● Work request
Go through the records below and show every line with the string "await".

━━ Excerpted records

use super::Id;
use chrono::NaiveDate;
use serde::{Deserialize, Serialize};
use sqlx::FromRow;
use utoipa::ToSchema;

#[derive(Clone, Debug, PartialEq, Serialize, Deserialize, FromRow, ToSchema)]
pub struct KartBase {
    pub model: String,
    pub state: bool,
    pub tires: String,
    pub tires_change_date: NaiveDate,
    /// Fitted for wet conditions.
    pub rain: bool,
}

#[derive(Clone, Debug, PartialEq, Serialize, Deserialize, FromRow, ToSchema)]
pub struct Kart {
    pub id: Id,
    #[serde(flatten)]
    #[sqlx(flatten)]
    pub base: KartBase,
}

/// Body of `PUT /karts/{id}`. Absent or null fields keep their stored value.
#[derive(Clone, Debug, Default, PartialEq, Serialize, Deserialize, ToSchema)]
pub struct KartUpdate {
    #[serde(default)]
    pub model: Option<String>,
    #[serde(default)]
    pub state: Option<bool>,
    #[serde(default)]
    pub tires: Option<String>,
    #[serde(default)]
    pub tires_change_date: Option<NaiveDate>,
    #[serde(default)]
    pub rain: Option<bool>,
}

impl Kart {
    /// Overwrite each field for which the update carries a value.
    pub fn apply(&mut self, update: KartUpdate) {
        let base = &mut self.base;
        if let Some(state) = update.state {
            base.state = state;
        }
        if let Some(model) = update.model {
            base.model = model;
        }
        if let Some(tires) = update.tires {
            base.tires = tires;
        }
        if let Some(date) = update.tires_change_date {
            base.tires_change_date = date;
        }
        if let Some(rain) = update.rain {
            base.rain = rain;
        }
    }
}
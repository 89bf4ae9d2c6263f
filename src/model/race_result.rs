use super::Id;
use chrono::NaiveTime;
use serde::{Deserialize, Serialize};
use sqlx::FromRow;
use utoipa::ToSchema;

/// One racer's participation in a race on a given kart.
#[derive(Clone, Debug, PartialEq, Serialize, Deserialize, FromRow, ToSchema)]
pub struct RaceResultBase {
    pub race_id: Id,
    pub racer_id: Id,
    pub kart_id: Id,
    #[schema(value_type = String, example = "01:28:15")]
    pub duration: NaiveTime,
}

#[derive(Clone, Debug, PartialEq, Serialize, Deserialize, FromRow, ToSchema)]
pub struct RaceResult {
    pub id: Id,
    #[serde(flatten)]
    #[sqlx(flatten)]
    pub base: RaceResultBase,
}
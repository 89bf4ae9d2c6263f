//! Race result handlers. Only `race_id` is checked before insert; racer and kart
//! references are left to the store's foreign keys.

use crate::error::AppError;
use crate::extractors::DbSession;
use crate::model::{Id, RaceResult, RaceResultBase};
use crate::service;
use axum::{extract::Path, Json};

#[utoipa::path(get, path = "/race-results", tag = "race results",
    responses((status = 200, description = "All race results", body = Vec<RaceResult>)))]
pub async fn list_race_results(mut session: DbSession) -> Result<Json<Vec<RaceResult>>, AppError> {
    Ok(Json(service::read_all_race_results(&mut session).await?))
}

#[utoipa::path(post, path = "/race-results", tag = "race results", request_body = RaceResultBase,
    responses(
        (status = 200, description = "Recorded result", body = RaceResult),
        (status = 400, description = "race_id does not reference an existing race"),
    ))]
pub async fn create_race_result(
    mut session: DbSession,
    Json(body): Json<RaceResultBase>,
) -> Result<Json<RaceResult>, AppError> {
    if service::read_race_by_id(&mut session, body.race_id).await?.is_none() {
        return Err(AppError::InvalidReference(format!(
            "race {} does not exist",
            body.race_id
        )));
    }
    Ok(Json(service::create_race_racer_kart(&mut session, &body).await?))
}

#[utoipa::path(get, path = "/races/{id}/results", tag = "race results",
    params(("id" = i32, Path, description = "Race id")),
    responses((status = 200, description = "Results of this race", body = Vec<RaceResult>)))]
pub async fn results_of_race(
    mut session: DbSession,
    Path(id): Path<Id>,
) -> Result<Json<Vec<RaceResult>>, AppError> {
    Ok(Json(service::get_race_results(&mut session, id).await?))
}
//! OpenAPI document served at `/openapi.json`.

use crate::handlers::{karts, race_results, racers, races, tracks, workers};
use crate::model::{
    Kart, KartBase, KartUpdate, Race, RaceBase, RaceResult, RaceResultBase, Racer, RacerBase,
    Track, TrackBase, Worker, WorkerAssignment, WorkerAssignmentBase, WorkerBase,
};
use crate::response::MessageBody;
use utoipa::OpenApi;

#[derive(OpenApi)]
#[openapi(
    info(
        title = "Kart Club API",
        description = "Tracks, karts, racers, workers, races and race results of a karting club"
    ),
    paths(
        karts::list_karts,
        karts::get_kart,
        karts::create_kart,
        karts::update_kart,
        karts::delete_kart,
        karts::kart_results,
        tracks::list_tracks,
        tracks::get_track,
        tracks::create_track,
        tracks::track_races,
        races::list_races,
        races::get_race,
        races::create_race,
        racers::list_racers,
        racers::get_racer,
        racers::create_racer,
        racers::racer_history,
        race_results::list_race_results,
        race_results::create_race_result,
        race_results::results_of_race,
        workers::list_workers,
        workers::get_worker,
        workers::create_worker,
        workers::create_worker_assignment,
        workers::worker_races,
        workers::race_workers,
    ),
    components(schemas(
        Kart, KartBase, KartUpdate,
        Track, TrackBase,
        Race, RaceBase,
        Racer, RacerBase,
        RaceResult, RaceResultBase,
        Worker, WorkerBase,
        WorkerAssignment, WorkerAssignmentBase,
        MessageBody,
    )),
    tags(
        (name = "karts"),
        (name = "tracks"),
        (name = "races"),
        (name = "racers"),
        (name = "race results"),
        (name = "workers"),
    )
)]
pub struct ApiDoc;

#[cfg(test)]
mod tests {
    use super::*;

    #[test]
    fn documents_every_club_route() {
        let doc = ApiDoc::openapi();
        let paths: Vec<&str> = doc.paths.paths.keys().map(String::as_str).collect();
        for expected in [
            "/karts",
            "/karts/{id}",
            "/tracks/{id}/races",
            "/races/{id}/results",
            "/racers/{id}/history",
            "/race-results",
            "/worker-assignments",
        ] {
            assert!(paths.contains(&expected), "missing {expected}");
        }
    }
}
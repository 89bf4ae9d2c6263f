//! Data-access functions: one store operation per call on a caller-provided connection.

pub mod karts;
pub mod race_results;
pub mod racers;
pub mod races;
pub mod tracks;
pub mod worker_assignments;
pub mod workers;

pub use karts::*;
pub use race_results::*;
pub use racers::*;
pub use races::*;
pub use tracks::*;
pub use worker_assignments::*;
pub use workers::*;
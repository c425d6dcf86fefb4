//! Request id allocation

use std::sync::atomic::{AtomicU64, Ordering};

/// Session-scoped request ids: "1", "2", "3", ...
#[derive(Debug)]
pub struct IdSequence {
    next: AtomicU64,
}

impl IdSequence {
    pub fn new() -> Self {
        Self {
            next: AtomicU64::new(1),
        }
    }

    pub fn next(&self) -> String {
        self.next.fetch_add(1, Ordering::Relaxed).to_string()
    }
}

impl Default for IdSequence {
    fn default() -> Self {
        Self::new()
    }
}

━━━━

● Reply to the task
    Ok(Json(service::read_all_race_results(&mut session).await?))
    if service::read_race_by_id(&mut session, body.race_id).await?.is_none() {
    Ok(Json(service::create_race_racer_kart(&mut session, &body).await?))
    Ok(Json(service::get_race_results(&mut session, id).await?))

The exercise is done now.